Hadoop has slowly grown to become the vertebrae of the Big Data analytics and storage technology. All across the globe, companies have began to integrate the Hadoop framework into their existing system and use big data to further enhance their business mode. The study of Hadoop use cases would help in understanding the big data issues that seek for Hadoop and the infrastructure behind it. Below a research is conducted on some of the use cases that have been adapted by reputed business farms.

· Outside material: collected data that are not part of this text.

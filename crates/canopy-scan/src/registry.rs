//! Cancellation handles for scans that are currently running.

use dashmap::DashMap;
use tokio_util::sync::CancellationToken;
use tracing::debug;

use canopy_core::ScanId;

use crate::hooks::ScanHooks;

/// Tracks in-flight scans by id so they can be cancelled from elsewhere.
#[derive(Debug, Default)]
pub struct ScanRegistry {
    active: DashMap<ScanId, CancellationToken>,
}

impl ScanRegistry {
    pub fn new() -> Self {
        Self::default()
    }

    /// Register `scan_id` and return hooks wired to its cancellation token.
    ///
    /// Registering an id that is already active replaces its token; the old
    /// token is cancelled.
    pub fn register(&self, scan_id: ScanId) -> (CancellationToken, ScanHooks) {
        let token = CancellationToken::new();
        if let Some(previous) = self.active.insert(scan_id, token.clone()) {
            previous.cancel();
        }
        let hooks = ScanHooks::new().with_token(token.clone());
        (token, hooks)
    }

    /// Cancel a running scan. Returns `false` when the id is unknown.
    pub fn cancel(&self, scan_id: &ScanId) -> bool {
        match self.active.get(scan_id) {
            Some(token) => {
                debug!(scan_id = %scan_id, "cancelling scan");
                token.cancel();
                true
            }
            None => false,
        }
    }

    /// Cancel every registered scan.
    pub fn cancel_all(&self) {
        for entry in self.active.iter() {
            entry.value().cancel();
        }
    }

    /// Forget a finished scan.
    pub fn remove(&self, scan_id: &ScanId) {
        self.active.remove(scan_id);
    }

    pub fn is_active(&self, scan_id: &ScanId) -> bool {
        self.active.contains_key(scan_id)
    }

    pub fn len(&self) -> usize {
        self.active.len()
    }

    pub fn is_empty(&self) -> bool {
        self.active.is_empty()
    }
}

Inventory prediction or forecasting has always been one of the most special use cases of Hadoop. Cloudera.com (2017), reveals that the Marks and Spencers had hired the Cloudera Enterprise Data Hub Edition to enrich their digital platform experience and to obtain quality understanding of client or customer behavior. Cloudera uses the Apache Hadoop framework services and support in order to seamlessly store and process large chunks of meaningful data. Through this, M&S managed to handle big data in a more flexible and customized manner. The process of leveraging data now became more robust and scalable, with primary importance being given to security. Using Hadoop gave the company an added advantage against its competitors by giving them important information like inventory forecasting and customer satisfaction through predictive analysis. Customer satisfaction was made possible as Hadoop analysis helped to analyze customer behavior and therefore allowed the company to act accordingly.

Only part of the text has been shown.